«Car il m'est apparu que soumettre c'était recevoir et placer. Je soumets la pierre au temple et elle ne reste point en vrac sur le chantier. Et il n'est point de clou dont je ne serve le navire.
«Je n'écouterai pas le plus grand nombre, car ils ne voient point le navire, lequel est au-dessus d'eux. Si étaient en plus grand nombre les forgeurs de clous ils soumettraient les scieurs de planches à la vérité des forgeurs de clous et il ne naîtrait point de navire.
«Je ne créerai point la paix de la termitière par un choix vide et des bourreaux et des prisons malgré qu'ensuite viendrait la paix, car, créé par la termitière, l'homme le serait pour la termitière. Mais peu m'importe de perpétuer l'espèce si elle ne transporte point ses bagages. Le vase certes est le plus urgent, mais c'est la liqueur qui fait son prix.
«Je ne concilierai point non plus. Car concilier c'est se satisfaire de l'ignominie d'un mélange tiède où se sont conciliées des boissons glacées et brûlantes. Et je veux sauver les hommes dans leur saveur. Car tout ce qu'ils cherchent est souhaitable, leurs vérités sont toutes évidentes. C'est à moi de créer l'image qui les absorbe. Car la commune mesure de la vérité des scieurs de planches et de la vérité des forgeurs de clous, c'est le navire.
«Mais viendra l'heure, Seigneur, où tu auras pitié de mon déchirement dont je n'ai rien refusé. Car je brigue la sérénité qui rayonne sur les litiges absorbés et non la paix du partisan qui est faite moitié d'amour moitié de haine.
«Lorsque je m'indigne, Seigneur, c'est que je n'ai point encore compris. Quand j'emprisonne ou exécute c'est que je ne sais point couvrir. Car celui-là qui se fait une vérité fragile, comme de préférer la liberté à la contrainte, ou la contrainte à la liberté, faute de dominer un langage vain dont les mots se tirent la langue, celui-là se sent bouillir de colère quand on le prétend contredire. Si tu cries fort, c'est que ton langage est insuffisant et que tu cherches à couvrir les voix des autres. Mais en quoi, Seigneur, m'indignerais-je si j'ai accédé à ta montagne et si j'ai vu se faire le I travail à travers les mots provisoires? Celui qui me viendra, je l'accueillerai. Celui qui s'agitera contre, moi, je le comprendrai dans son erreur et lui parlerai doucement afin qu'il revienne. Et rien de cette douleur ne sera concession, flagornerie ou appel du suffrage, mais de ce qu'à travers lui je lirai si clairement le pathétique de son désir. Le faisant mien puisque je l'ai lui aussi absorbé. La colère ne rend pas aveugle: elle naît d'être aveugle. Tu t'indignes contre celle-là qui montre sa hargne. Mais elle t'ouvre sa robe, tu vois ce cancer, et tu pardonnes. Pourquoi t'irriterais-tu contre ce désespoir?

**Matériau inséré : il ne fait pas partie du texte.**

//! 카카오 사용자 정보 API 응답 모델
//!
//! `GET /v2/user/me` 가 돌려주는 프로바이더 종속적인 중첩 구조를 그대로
//! 매핑합니다. 이 구조는 프로바이더 계약이 바뀔 수 있으므로 서비스 계층에는
//! 노출하지 않고, [`into_profile`](KakaoUserInfo::into_profile) 로 내부
//! 프로필 형태로 변환한 뒤에만 사용합니다.

use serde::{Deserialize, Serialize};
use crate::domain::models::oauth::kakao::provider_profile::ProviderProfile;

/// 카카오 사용자 정보 응답의 최상위 구조
#[derive(Debug, Clone, Serialize, Deserialize)]
pub struct KakaoUserInfo {
    /// 카카오 회원번호
    pub id: i64,

    /// 서비스 연결 시각
    #[serde(default)]
    pub connected_at: Option<String>,

    /// 카카오 계정 정보
    #[serde(default)]
    pub kakao_account: Option<KakaoAccount>,
}

/// `kakao_account` 블록
///
/// 각 항목은 사용자의 제공 동의 여부에 따라 빠질 수 있습니다.
#[derive(Debug, Clone, Serialize, Deserialize)]
pub struct KakaoAccount {
    /// 카카오 계정 이메일. 이메일 제공에 동의하지 않으면 없음
    #[serde(default)]
    pub email: Option<String>,

    /// 프로필 정보 블록
    #[serde(default)]
    pub profile: Option<KakaoProfile>,
}

/// `kakao_account.profile` 블록
#[derive(Debug, Clone, Serialize, Deserialize)]
pub struct KakaoProfile {
    /// 닉네임
    #[serde(default)]
    pub nickname: Option<String>,

    /// 프로필 이미지 URL
    #[serde(default)]
    pub profile_image_url: Option<String>,
}

impl KakaoUserInfo {
    /// 프로바이더 응답을 내부 프로필 형태로 변환합니다.
    ///
    /// 이메일은 로컬 계정과의 연결 키이므로 없으면 프로필 전체를
    /// 만들 수 없습니다. 닉네임이 없으면 이메일의 로컬 파트를
    /// 표시 이름으로 사용합니다.
    pub fn into_profile(self) -> Option<ProviderProfile> {
        let account = self.kakao_account?;
        let email = account.email?;

        let (nickname, avatar_url) = match account.profile {
            Some(profile) => (profile.nickname, profile.profile_image_url),
            None => (None, None),
        };

        let display_name = nickname.unwrap_or_else(|| {
            email.split('@').next().unwrap_or(&email).to_string()
        });

        Some(ProviderProfile {
            email,
            display_name,
            avatar_url,
        })
    }
}

#[cfg(test)]
mod tests {
    use super::*;

    #[test]
    fn test_parse_full_payload() {
        let json = r#"{
            "id": 123456789,
            "connected_at": "2024-05-20T01:45:28Z",
            "kakao_account": {
                "profile_nickname_needs_agreement": false,
                "profile": {
                    "nickname": "홍길동",
                    "thumbnail_image_url": "http://k.kakaocdn.net/sample_110x110.jpg",
                    "profile_image_url": "http://k.kakaocdn.net/sample_640x640.jpg"
                },
                "has_email": true,
                "email_needs_agreement": false,
                "is_email_valid": true,
                "is_email_verified": true,
                "email": "hong@sample.com"
            }
        }"#;

        let info: KakaoUserInfo = serde_json::from_str(json).unwrap();
        let profile = info.into_profile().unwrap();

        assert_eq!(profile.email, "hong@sample.com");
        assert_eq!(profile.display_name, "홍길동");
        assert_eq!(
            profile.avatar_url.as_deref(),
            Some("http://k.kakaocdn.net/sample_640x640.jpg")
        );
    }

    #[test]
    fn test_payload_without_email_yields_no_profile() {
        // 이메일 제공에 동의하지 않은 계정
        let json = r#"{
            "id": 42,
            "kakao_account": {
                "profile": { "nickname": "익명" }
            }
        }"#;

        let info: KakaoUserInfo = serde_json::from_str(json).unwrap();
        assert!(info.into_profile().is_none());
    }

    #[test]
    fn test_payload_without_profile_falls_back_to_email_local_part() {
        let json = r#"{
            "id": 42,
            "kakao_account": { "email": "fallback@sample.com" }
        }"#;

        let info: KakaoUserInfo = serde_json::from_str(json).unwrap();
        let profile = info.into_profile().unwrap();

        assert_eq!(profile.display_name, "fallback");
        assert!(profile.avatar_url.is_none());
    }
}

«La paix que je médite se gagne à travers la souffrance. J'accepte la cruauté des nuits blanches car je suis en marche vers toi qui es énoncé, effacement des questions, et silence. Je suis arbre lent mais je suis arbre. Et grâce à toi je drainerai les sucs de la terre.
«Ah! j'ai bien compris de l'esprit, Seigneur, qu'il domine l'intelligence. Car l'intelligence examine les matériaux mais l'esprit seul voit le navire. Et si j'ai fondé le navire, ils me prêteront leurs intelligences pour habiller, sculpter, durcir, démontrer le visage que j'aurai créé.

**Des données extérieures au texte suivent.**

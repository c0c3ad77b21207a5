//! 회원 인증 서비스 메인 애플리케이션
//!
//! Actix-web 기반의 HTTP 서버를 구동하고 모든 서비스를 초기화합니다.
//! MongoDB, Redis 연결을 설정하고 JWT 인증 기반의 REST API를 제공합니다.

use std::sync::Arc;
use actix_cors::Cors;
use actix_web::http::header;
use actix_web::{middleware, App, HttpServer};
use actix_governor::{Governor, GovernorConfigBuilder};
use dotenv::dotenv;
use env_logger::Env;
use log::{error, info};
use member_auth_backend::caching::redis::RedisClient;
use member_auth_backend::config::ServerConfig;
use member_auth_backend::core::registry::ServiceLocator;
use member_auth_backend::db::Database;
use member_auth_backend::repositories::users::user_repo::UserRepository;
use member_auth_backend::routes::configure_all_routes;

/// Rate Limiting 설정 구조체
#[derive(Debug)]
struct RateLimitConfig {
    per_second: u64,
    burst_size: u32,
}

#[actix_web::main]
async fn main() -> std::io::Result<()> {
    // 환경 설정 및 로깅 초기화
    load_env_file();
    init_logging();

    info!("🚀 회원 인증 서비스 시작중...");

    // 데이터 스토어 초기화
    let (database, redis_client) = initialize_data_stores().await;

    // ServiceLocator에 인프라 컴포넌트 등록
    ServiceLocator::set(database);
    ServiceLocator::set(redis_client);

    // 모든 서비스 초기화
    ServiceLocator::initialize_all()
        .await
        .expect("서비스 초기화 실패");

    // 이메일 유니크 인덱스가 중복 가입의 최종 방어선이므로
    // 요청을 받기 전에 반드시 만들어 둔다
    UserRepository::instance()
        .create_indexes()
        .await
        .expect("회원 컬렉션 인덱스 생성 실패");

    info!("✅ 모든 서비스가 성공적으로 초기화되었습니다!");

    // HTTP 서버 시작
    start_http_server().await
}

/// HTTP 서버를 구성하고 실행합니다
///
/// CORS, 로깅, Rate Limiting, 경로 정규화 미들웨어를 포함합니다.
///
/// # Errors
///
/// * `std::io::Error` - 포트 바인딩 실패 또는 서버 실행 오류
async fn start_http_server() -> std::io::Result<()> {
    let bind_address = format!("{}:{}", ServerConfig::host(), ServerConfig::port());

    info!("🌐 서버가 http://{} 에서 실행중입니다", bind_address);
    info!("📍 Health check: http://{}/health", bind_address);
    info!("📍 API 엔드포인트: http://{}/api/v1", bind_address);

    // Rate Limiting 설정
    let rate_limit_config = load_rate_limit_config();
    let governor_conf = GovernorConfigBuilder::default()
        .requests_per_second(rate_limit_config.per_second)
        .burst_size(rate_limit_config.burst_size)
        .use_headers()
        .finish()
        .unwrap();

    info!(
        "🛡️ Rate Limiting 활성화: 초당 {}요청, 버스트 {}개",
        rate_limit_config.per_second,
        rate_limit_config.burst_size
    );

    HttpServer::new(move || {
        // CORS 설정
        let cors = configure_cors();

        App::new()
            // Rate Limiting 미들웨어 (가장 먼저 적용)
            .wrap(Governor::new(&governor_conf))

            // 기존 미들웨어들
            .wrap(cors)
            .wrap(middleware::Logger::default())
            .wrap(middleware::NormalizePath::trim())

            // 라우트 설정
            .configure(configure_all_routes)
    })
        .bind(bind_address)?
        .workers(4) // 워커 스레드 수
        .run()
        .await
}

/// 환경별 설정 파일을 로드합니다
///
/// PROFILE 환경변수에 따라 적절한 .env 파일을 로드합니다.
///
/// # Environment Variables
///
/// * `PROFILE=dev` - .env.dev 파일 로드 (기본값)
/// * `PROFILE=prod` - .env.prod 파일 로드
/// * 기타 - 기본 .env 파일 로드
fn load_env_file() {
    let profile = std::env::var("PROFILE").unwrap_or_else(|_| "dev".to_string());

    info!("Current profile: {}", profile);

    match profile.as_str() {
        "prod" => match dotenv::from_filename(".env.prod") {
            Ok(_) => info!(".env.prod 파일 로드 됨"),
            Err(e) => error!(".env.prod 파일 로드 실패: {}", e),
        },
        "dev" => match dotenv::from_filename(".env.dev") {
            Ok(_) => info!(".env.dev 파일 로드 됨"),
            Err(e) => error!(".env.dev 파일 로드 실패: {}", e),
        },
        _ => {
            // 기본 .env 파일 로드
            dotenv().ok();
            info!("기본 .env 파일 로드");
        }
    }
}

/// 로깅 시스템을 초기화합니다
///
/// # Environment Variables
///
/// * `RUST_LOG` - 로깅 레벨 설정 (기본값: "info,actix_web=debug")
fn init_logging() {
    env_logger::init_from_env(Env::default().default_filter_or("info,actix_web=debug"));
}

/// MongoDB와 Redis 연결을 초기화합니다
///
/// # Panics
///
/// * MongoDB 연결 실패 시
/// * Redis 연결 실패 시
async fn initialize_data_stores() -> (Arc<Database>, Arc<RedisClient>) {
    info!("📡 데이터베이스 연결 중...");

    // 데이터베이스 초기화
    let database = Arc::new(
        Database::new()
            .await
            .expect("데이터베이스 연결 실패")
    );

    info!("✅ MongoDB 연결 성공");

    // Redis 클라이언트 초기화
    let redis_client = Arc::new(
        RedisClient::new()
            .await
            .expect("Redis 연결 실패")
    );

    info!("✅ Redis 연결 성공");

    (database, redis_client)
}

/// CORS 설정을 구성합니다
///
/// 개발환경에서 로컬호스트 간 통신을 허용합니다.
fn configure_cors() -> Cors {
    Cors::default()
        // 허용할 Origin 설정
        .allowed_origin("http://localhost:3000")
        .allowed_origin("http://127.0.0.1:3000")
        .allowed_origin("http://localhost:8080")
        .allowed_origin("http://127.0.0.1:8080")

        // 허용할 HTTP 메서드
        .allowed_methods(vec!["GET", "POST", "PUT", "DELETE", "PATCH", "OPTIONS"])

        // 허용할 헤더
        .allowed_headers(vec![
            header::AUTHORIZATION,
            header::ACCEPT,
            header::CONTENT_TYPE,
            header::ACCESS_CONTROL_ALLOW_HEADERS,
            header::ACCESS_CONTROL_ALLOW_ORIGIN,
            header::ACCESS_CONTROL_REQUEST_METHOD,
        ])

        // 자격 증명(쿠키 등) 지원
        .supports_credentials()

        // Preflight 요청 캐시 시간 (초)
        .max_age(3600)
}

/// 환경변수에서 Rate Limiting 설정을 로드합니다
///
/// * `RATE_LIMIT_PER_SECOND` - 초당 허용 요청 수 (기본값: 100)
/// * `RATE_LIMIT_BURST_SIZE` - 버스트 허용량 (기본값: 200)
fn load_rate_limit_config() -> RateLimitConfig {
    let per_second = std::env::var("RATE_LIMIT_PER_SECOND")
        .unwrap_or_else(|_| "100".to_string())
        .parse::<u64>()
        .unwrap_or_else(|e| {
            error!("RATE_LIMIT_PER_SECOND 파싱 실패: {}. 기본값 100 사용", e);
            100
        });

    let burst_size = std::env::var("RATE_LIMIT_BURST_SIZE")
        .unwrap_or_else(|_| "200".to_string())
        .parse::<u32>()
        .unwrap_or_else(|e| {
            error!("RATE_LIMIT_BURST_SIZE 파싱 실패: {}. 기본값 200 사용", e);
            200
        });

    let config = RateLimitConfig {
        per_second,
        burst_size,
    };

    info!("Rate Limiting 설정 로드됨: {:?}", config);
    config
}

«Pourquoi me refuseraient-ils? Je n'ai rien apporté qui les brime mais les ai délivrés chacun dans son amour.
«Et pourquoi le scieur de planches scierait-il moins si la planche est planche pour navire?
«Voici que les indifférents eux-mêmes qui n'avaient point reçu de place se convertiront vers la mer. Car tout être cherche à convertir et à absorber en soi ce qui est autour.

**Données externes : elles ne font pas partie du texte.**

//! 외부 OAuth 프로바이더 연동 모델

pub mod kakao;
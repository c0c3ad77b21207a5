//! JWT 인증 미들웨어
//!
//! ActixWeb 요청 파이프라인에서 JWT 토큰을 검증하고 회원 정보를 추출합니다.

use std::future::{ready, Ready};
use std::rc::Rc;

use actix_web::{
    dev::{Service, ServiceRequest, ServiceResponse, Transform},
    Error, Result,
    body::EitherBody,
};
use crate::domain::entities::users::user::Role;
use crate::domain::models::auth::authentication_request::{AuthMode, RequiredRole};
use crate::middlewares::auth_inner::AuthMiddlewareService;

/// JWT 인증 미들웨어
pub struct AuthMiddleware {
    /// 인증 모드 (Required/Optional)
    mode: AuthMode,
    /// 접근에 필요한 등급 (선택사항)
    required_role: Option<RequiredRole>,
}

impl AuthMiddleware {
    /// 새로운 인증 미들웨어 생성
    pub fn new(mode: AuthMode) -> Self {
        Self {
            mode,
            required_role: None,
        }
    }

    /// 등급 요구사항이 있는 인증 미들웨어 생성
    pub fn new_with_role(mode: AuthMode, required_role: RequiredRole) -> Self {
        Self {
            mode,
            required_role: Some(required_role),
        }
    }

    /// 필수 인증 미들웨어 생성
    pub fn required() -> Self {
        Self::new(AuthMode::Required)
    }

    /// 선택적 인증 미들웨어 생성
    pub fn optional() -> Self {
        Self::new(AuthMode::Optional)
    }

    /// 특정 등급 요구 인증 미들웨어 생성
    pub fn required_with_role(role: Role) -> Self {
        Self::new_with_role(AuthMode::Required, RequiredRole::Single(role))
    }

    /// 복수 등급 중 하나 요구 인증 미들웨어 생성
    pub fn required_with_roles(roles: Vec<Role>) -> Self {
        Self::new_with_role(AuthMode::Required, RequiredRole::Any(roles))
    }
}

/// ActixWeb Transform trait 구현
impl<S, B> Transform<S, ServiceRequest> for AuthMiddleware
where
    S: Service<ServiceRequest, Response = ServiceResponse<B>, Error = Error> + 'static,
    S::Future: 'static,
    B: 'static,
{
    type Response = ServiceResponse<EitherBody<B>>;
    type Error = Error;
    type Transform = AuthMiddlewareService<S>;
    type InitError = ();
    type Future = Ready<Result<Self::Transform, Self::InitError>>;

    fn new_transform(&self, service: S) -> Self::Future {
        ready(Ok(AuthMiddlewareService {
            service: Rc::new(service),
            mode: self.mode.clone(),
            required_role: self.required_role.clone(),
        }))
    }
}


#[cfg(test)]
mod tests {
    use crate::domain::models::auth::authenticated_user::AuthenticatedUser;
    use super::*;

    #[test]
    fn test_required_role_single() {
        let required = RequiredRole::Single(Role::Premium);

        assert!(required.is_satisfied(Role::Premium));
        assert!(!required.is_satisfied(Role::Common));
    }

    #[test]
    fn test_required_role_any() {
        let required = RequiredRole::Any(vec![Role::Common, Role::Premium]);

        assert!(required.is_satisfied(Role::Common));
        assert!(required.is_satisfied(Role::Premium));

        let premium_only = RequiredRole::Any(vec![Role::Premium]);
        assert!(!premium_only.is_satisfied(Role::Common));
    }

    #[test]
    fn test_authenticated_user_role_checks() {
        let common = AuthenticatedUser {
            user_id: "test_id".to_string(),
            role: Role::Common,
        };
        let premium = AuthenticatedUser {
            user_id: "test_id".to_string(),
            role: Role::Premium,
        };

        assert!(common.has_role(Role::Common));
        assert!(!common.is_premium());
        assert!(premium.is_premium());
    }
}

«Et qui saurait prévoir les hommes s'il ne sait assister au navire? Car les matériaux n'enseignent rien sur leur démarche. Ils ne sont point nés s'ils ne sont point nés dans un être. Mais c'est une fois assemblées que les pierres peuvent agir sur le cœur de l'homme par la pleine mer du silence. Quand la terre est drainée par la graine de cèdre, je sais prévoir le comportement de la terre. Et si j'ai connu l'architecte, tels matériaux du chantier, je connais vers quoi il penche, et qu'ils aborderont des îles lointaines.»